Lo spazio che l’Avvento ci chiede di creare al Mistero che preme per entrare nella nostra vita e nella storia, non è quindi un vuoto asettico, ma una relazione, perfino nell’errore. Il vuoto è autogiustificarsi, lo spazio è invocare il Salvatore (Lc 18,9-18). Per questo nel Carmelo il periodo dell’Avvento è un tempo profetico, pedagogico, perché mette l’accento sulla venuta del Signore che preme sulle nostre esistenze per portare la novità inaspettata della sua presenza.
L’attesa dei profeti simbolo del carisma
Ma bisogna notare anche che il Carisma carmelitano è l’unico che ha coltivato in modo esplicito e permanente il suo radicamento nel Primo Testamento, che per noi cristiani è la lunga e paziente preparazione della venuta del Signore. La sua inaudita Incarnazione costituisce il compimento di questa preparazione. Ma dal punto di vista della sua venuta nella gloria, della ricapitolazione di tutta la realtà in Cristo, noi siamo ancora nella situazione dei profeti del Primo Testamento, siamo ancora nella preparazione e nell’attesa. Ecco perché la Chiesa continua a leggere i profeti che hanno annunciato la venuta del Messia e in modo particolare lo fa durante il periodo dell’Avvento.
Nella Costituzione Dogmatica sulla Chiesa i padri del Concilio Vaticano II hanno scelto di collocare la Vita Religiosa tra il capitolo che parla della chiamata universale alla santità e quello che tratta dell’indole escatologica della chiesa pellegrinante. In questo senso il carisma proprio della Vita Consacrata non è tanto quello della chiamata alla santità, che è universale, ma piuttosto quello di essere profezia, attesa e in qualche modo anticipazione della pienezza del Regno.
Se questo è vero per tutta la Vita Consacrata, pare che il riferimento al profeta Elia chiami l’Ordine Carmelitano a coltivarlo come un’identità specifica a nome di tutto il Popolo di Dio. Non solo perché nella Scrittura Elia è il Profeta del Primo Testamento, ma anche perché è presentato come colui che viene a preparare la venuta del Signore (Ml 3,1.23-24).
Per questo le leggende carmelitane, che sono state un modo di esprimere e approfondire la propria identità soprattutto in rapporto con le sue radici bibliche, non hanno avuto paura di appropriarsi anche della figura di Giovanni Battista, considerandolo carmelitano, vestito come i profeti della scuola del Carmelo. Giovanni Battista, «l’uomo di una sola gioia, quella di udire la voce del Signore» che si avvicina, come Elia sull’Oreb.
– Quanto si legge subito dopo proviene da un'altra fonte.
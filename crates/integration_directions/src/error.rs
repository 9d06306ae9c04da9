//! Directions error types

use thiserror::Error;

/// Errors that can occur fetching or normalizing routes
#[derive(Debug, Error)]
pub enum DirectionsError {
    /// Connection to the directions service failed
    #[error("Connection failed: {0}")]
    ConnectionFailed(String),

    /// HTTP request to the directions service failed
    #[error("Request failed: {0}")]
    RequestFailed(String),

    /// Failed to parse a response from the directions service
    #[error("Parse error: {0}")]
    ParseError(String),

    /// No usable routes between origin and destination
    #[error("No routes found from {from} to {to}")]
    NoRoutesFound {
        /// Origin description
        from: String,
        /// Destination description
        to: String,
    },

    /// An endpoint could not be located by the provider
    #[error("Invalid location: {0}")]
    InvalidLocation(String),

    /// Rate limit or query quota exceeded
    #[error("Rate limit exceeded, retry after {retry_after_secs:?} seconds")]
    RateLimitExceeded {
        /// Seconds to wait before retrying (if provided by the API)
        retry_after_secs: Option<u64>,
    },

    /// Request timeout
    #[error("Request timed out after {timeout_secs} seconds")]
    Timeout {
        /// The timeout duration in seconds
        timeout_secs: u64,
    },

    /// Configuration error
    #[error("Configuration error: {0}")]
    ConfigurationError(String),
}

impl DirectionsError {
    /// Returns true if this error is retryable
    #[must_use]
    pub const fn is_retryable(&self) -> bool {
        matches!(
            self,
            Self::ConnectionFailed(_)
                | Self::RequestFailed(_)
                | Self::Timeout { .. }
                | Self::RateLimitExceeded { .. }
        )
    }
}

#[cfg(test)]
mod tests {
    use super::*;

    #[test]
    fn test_retryable_errors() {
        assert!(DirectionsError::ConnectionFailed("reset".to_string()).is_retryable());
        assert!(DirectionsError::RequestFailed("HTTP 502".to_string()).is_retryable());
        assert!(DirectionsError::Timeout { timeout_secs: 15 }.is_retryable());
        assert!(
            DirectionsError::RateLimitExceeded {
                retry_after_secs: Some(30)
            }
            .is_retryable()
        );
    }

    #[test]
    fn test_non_retryable_errors() {
        assert!(
            !DirectionsError::NoRoutesFound {
                from: "Manila City Hall".to_string(),
                to: "Quezon City Hall".to_string(),
            }
            .is_retryable()
        );
        assert!(!DirectionsError::InvalidLocation("nowhere".to_string()).is_retryable());
        assert!(!DirectionsError::ParseError("bad json".to_string()).is_retryable());
    }

    #[test]
    fn test_error_display() {
        let err = DirectionsError::NoRoutesFound {
            from: "Manila City Hall".to_string(),
            to: "Quezon City Hall".to_string(),
        };
        assert!(err.to_string().contains("Manila City Hall"));
        assert!(err.to_string().contains("Quezon City Hall"));
    }
}
//! Device location adapter
//!
//! The CLI has no location sensor; a configured home position stands in
//! for it. Absent configuration behaves exactly like a denied permission:
//! a reported error, never a crash or a silent no-op.

use application::error::ApplicationError;
use application::ports::DeviceLocationPort;
use async_trait::async_trait;
use domain::value_objects::GeoLocation;
use tracing::debug;

/// Location port backed by an optional configured position
#[derive(Debug)]
pub struct ConfiguredLocationAdapter {
    home: Option<GeoLocation>,
}

impl ConfiguredLocationAdapter {
    /// Create the adapter from the configured home position, if any
    #[must_use]
    pub const fn new(home: Option<GeoLocation>) -> Self {
        Self { home }
    }
}

#[async_trait]
impl DeviceLocationPort for ConfiguredLocationAdapter {
    async fn current_position(&self) -> Result<GeoLocation, ApplicationError> {
        match self.home {
            Some(location) => {
                debug!(%location, "Using configured position");
                Ok(location)
            }
            None => Err(ApplicationError::LocationUnavailable(
                "no home position configured".to_string(),
            )),
        }
    }
}
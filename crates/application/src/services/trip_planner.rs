//! Trip planner service
//!
//! Owns the route-selection state machine: which of idle / route list /
//! route detail is active and which route is current. All mutation of
//! [`SelectionState`] happens through this service; other components see
//! snapshots only.
//!
//! Overlapping fetches are resolved with a monotonically increasing
//! sequence number: a response is applied only when it still carries the
//! latest issued sequence, so a slow early response can never overwrite
//! the routes of a later search. Nothing is cancelled upstream; stale
//! results are simply discarded.

use std::sync::Arc;

use domain::entities::{Route, SelectionState};
use domain::value_objects::Place;
use parking_lot::Mutex;
use tracing::{debug, instrument, warn};

use crate::error::ApplicationError;
use crate::ports::DirectionsPort;

/// What happened to one `fetch_routes` call
#[derive(Debug, Clone, Copy, PartialEq, Eq)]
pub enum FetchOutcome {
    /// The response was current and the list is now shown
    Applied,
    /// A newer fetch was issued meanwhile; this response was discarded
    Superseded,
}

/// Mutable planner state, guarded by one lock
#[derive(Debug, Default)]
struct PlannerState {
    origin: Option<Place>,
    destination: Option<Place>,
    selection: SelectionState,
    /// Sequence of the most recently issued fetch
    fetch_seq: u64,
}

/// Service driving the route search and selection flow
pub struct TripPlannerService {
    directions: Arc<dyn DirectionsPort>,
    state: Mutex<PlannerState>,
}

impl std::fmt::Debug for TripPlannerService {
    fn fmt(&self, f: &mut std::fmt::Formatter<'_>) -> std::fmt::Result {
        f.debug_struct("TripPlannerService")
            .field("state", &*self.state.lock())
            .finish_non_exhaustive()
    }
}

impl TripPlannerService {
    /// Create a planner over a directions port
    #[must_use]
    pub fn new(directions: Arc<dyn DirectionsPort>) -> Self {
        Self {
            directions,
            state: Mutex::new(PlannerState::default()),
        }
    }

    /// Replace the origin wholesale
    pub fn set_origin(&self, place: Place) {
        self.state.lock().origin = Some(place);
    }

    /// Replace the destination wholesale
    pub fn set_destination(&self, place: Place) {
        self.state.lock().destination = Some(place);
    }

    /// Current origin, if resolved
    #[must_use]
    pub fn origin(&self) -> Option<Place> {
        self.state.lock().origin.clone()
    }

    /// Current destination, if resolved
    #[must_use]
    pub fn destination(&self) -> Option<Place> {
        self.state.lock().destination.clone()
    }

    /// Snapshot of the selection state
    #[must_use]
    pub fn selection(&self) -> SelectionState {
        self.state.lock().selection.clone()
    }

    /// Fetch route alternatives for the chosen endpoints
    ///
    /// Requires both origin and destination to be resolved, otherwise
    /// fails with [`ApplicationError::MissingEndpoints`] and leaves the
    /// state untouched. On a current response the state transitions to
    /// `ListShown`; a superseded response is discarded, including its
    /// errors.
    #[instrument(skip(self))]
    pub async fn fetch_routes(&self) -> Result<FetchOutcome, ApplicationError> {
        let (origin, destination, seq) = {
            let mut state = self.state.lock();
            let origin = state
                .origin
                .clone()
                .ok_or(ApplicationError::MissingEndpoints)?;
            let destination = state
                .destination
                .clone()
                .ok_or(ApplicationError::MissingEndpoints)?;
            state.fetch_seq += 1;
            (origin, destination, state.fetch_seq)
        };

        debug!(seq, %origin, %destination, "Fetching route alternatives");
        let result = self.directions.route_alternatives(&origin, &destination).await;

        let mut state = self.state.lock();
        if state.fetch_seq != seq {
            debug!(seq, latest = state.fetch_seq, "Discarding superseded route response");
            return Ok(FetchOutcome::Superseded);
        }

        let routes = result?;
        debug!(seq, count = routes.len(), "Showing route list");
        state.selection = SelectionState::ListShown(routes);
        Ok(FetchOutcome::Applied)
    }

    /// Open one route of the shown list in the detail view
    ///
    /// An out-of-range index fails with
    /// [`ApplicationError::SelectionOutOfRange`] and leaves the state
    /// unchanged; no partial transition happens. Selecting while the
    /// detail view is open switches the selection.
    pub fn select_route(&self, index: usize) -> Result<(), ApplicationError> {
        let mut state = self.state.lock();
        match std::mem::take(&mut state.selection) {
            SelectionState::Idle => {
                warn!(index, "Route selected with no list shown");
                Err(ApplicationError::Internal(
                    "no route list to select from".to_string(),
                ))
            }
            SelectionState::ListShown(routes)
            | SelectionState::DetailShown { routes, .. } => {
                if index >= routes.len() {
                    let len = routes.len();
                    warn!(index, len, "Route index out of range");
                    state.selection = SelectionState::ListShown(routes);
                    return Err(ApplicationError::SelectionOutOfRange { index, len });
                }
                state.selection = SelectionState::DetailShown {
                    routes,
                    selected: index,
                };
                Ok(())
            }
        }
    }

    /// Close the list or detail view
    ///
    /// Idempotent: closing while already idle is a no-op. The previous
    /// route set is dropped from the state, not destroyed mid-use; the
    /// next search simply replaces it.
    pub fn close(&self) {
        let mut state = self.state.lock();
        if !state.selection.is_idle() {
            state.selection = SelectionState::Idle;
        }
    }

    /// The route open in the detail view, if any
    #[must_use]
    pub fn selected_route(&self) -> Option<Route> {
        self.state.lock().selection.selected_route().cloned()
    }
}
Ecco perché il tempo dell’Avvento ha suscitato in tanti santi carmelitani sentimenti di famigliarità, a volte quasi di identità come in Elisabetta della Trinità, spesso di lirismo come nelle Romanze trinitarie di san Giovanni della Croce, sempre e comunque di senso di responsabilità davanti a tutta la Chiesa per incarnarne l’attesa.